Requirement ->
Report all lines of the data below that hold the word "CompiledFilter".

------

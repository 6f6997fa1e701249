//! Common helpers for end-to-end tests.

use crate::auth::SecurityContext;
use crate::backend::MemoryStore;
use crate::search::{CompileError, CompiledFilter, FilterCompiler, Literal, SearchCondition, Table};
use crate::time::FixedTimeSource;
use crate::types::UserId;

/// Library every catalogue row lands in unless stated otherwise.
pub const LIBRARY: &str = "lib-1";

/// A catalogue loaded into the in-memory backend.
#[derive(Debug, Clone, Default)]
pub struct Catalogue {
    pub store: MemoryStore,
}

impl Catalogue {
    #[must_use]
    pub fn new() -> Self {
        Self::default()
    }

    /// Insert a raw row.
    #[must_use]
    pub fn row<I>(mut self, table: &Table, values: I) -> Self
    where
        I: IntoIterator<Item = (&'static str, Literal)>,
    {
        self.store = self.store.with_row(table, values);
        self
    }

    /// A book of `series_id` in [`LIBRARY`].
    #[must_use]
    pub fn book(self, id: &str, series_id: &str) -> Self {
        self.book_in(id, series_id, LIBRARY)
    }

    #[must_use]
    pub fn book_in(self, id: &str, series_id: &str, library: &str) -> Self {
        self.row(
            &Table::Book,
            [
                ("ID", Literal::from(id)),
                ("LIBRARY_ID", Literal::from(library)),
                ("SERIES_ID", Literal::from(series_id)),
                ("ONESHOT", Literal::from(false)),
            ],
        )
    }

    /// Metadata row of a book. `BOOK_ID` is filled in.
    #[must_use]
    pub fn book_metadata<I>(self, book_id: &str, values: I) -> Self
    where
        I: IntoIterator<Item = (&'static str, Literal)>,
    {
        let row = std::iter::once(("BOOK_ID", Literal::from(book_id))).chain(values);
        self.row(&Table::BookMetadata, row)
    }

    #[must_use]
    pub fn book_tags(self, book_id: &str, tags: &[&str]) -> Self {
        tags.iter().fold(self, |catalogue, tag| {
            catalogue.row(
                &Table::BookMetadataTag,
                [
                    ("BOOK_ID", Literal::from(book_id)),
                    ("TAG", Literal::from(*tag)),
                ],
            )
        })
    }

    /// A series in [`LIBRARY`] with its metadata row. `SERIES_ID` is filled in.
    #[must_use]
    pub fn series<I>(self, id: &str, book_count: i64, metadata: I) -> Self
    where
        I: IntoIterator<Item = (&'static str, Literal)>,
    {
        let metadata = std::iter::once(("SERIES_ID", Literal::from(id))).chain(metadata);
        let series = [
            ("ID", Literal::from(id)),
            ("LIBRARY_ID", Literal::from(LIBRARY)),
            ("BOOK_COUNT", Literal::from(book_count)),
            ("ONESHOT", Literal::from(false)),
        ];
        self.row(&Table::Series, series)
            .row(&Table::SeriesMetadata, metadata)
    }

    /// A one-to-many row keyed by series, e.g. a tag or a sharing label.
    #[must_use]
    pub fn series_values(
        self,
        table: &Table,
        column: &'static str,
        series_id: &str,
        values: &[&str],
    ) -> Self {
        values.iter().fold(self, |catalogue, value| {
            catalogue.row(
                table,
                [
                    ("SERIES_ID", Literal::from(series_id)),
                    (column, Literal::from(*value)),
                ],
            )
        })
    }

    /// Ids matching `condition` under `context`.
    #[must_use]
    pub fn search<C: SearchCondition>(
        &self,
        context: &SecurityContext,
        condition: &C,
    ) -> Vec<String> {
        let filter = compile(context, Some(condition));
        self.store.select_ids(C::ENTITY, &filter)
    }

    /// Ids visible under `context` without any user filter.
    #[must_use]
    pub fn visible<C: SearchCondition>(&self, context: &SecurityContext) -> Vec<String> {
        let filter = compile::<C>(context, None);
        self.store.select_ids(C::ENTITY, &filter)
    }
}

/// The clock every scenario is compiled against.
#[must_use]
pub fn clock() -> FixedTimeSource {
    FixedTimeSource::default_start()
}

/// Compile a search for `context`, failing the test on error.
#[must_use]
#[allow(clippy::expect_used)]
pub fn compile<C: SearchCondition>(
    context: &SecurityContext,
    condition: Option<&C>,
) -> CompiledFilter {
    try_compile(context, condition).expect("filter should compile")
}

pub fn try_compile<C: SearchCondition>(
    context: &SecurityContext,
    condition: Option<&C>,
) -> Result<CompiledFilter, CompileError> {
    let clock = clock();
    FilterCompiler::new(&clock).compile_search(context, condition)
}

/// An unrestricted reader with a user id.
#[must_use]
pub fn reader() -> SecurityContext {
    SecurityContext::for_user(UserId::new("reader"))
}

/// Owned ids, for comparing against search results.
#[must_use]
pub fn ids(ids: &[&str]) -> Vec<String> {
    ids.iter().map(|id| (*id).to_owned()).collect()
}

------

Response for this exercise ->
use crate::search::{CompileError, CompiledFilter, FilterCompiler, Literal, SearchCondition, Table};
) -> CompiledFilter {
) -> Result<CompiledFilter, CompileError> {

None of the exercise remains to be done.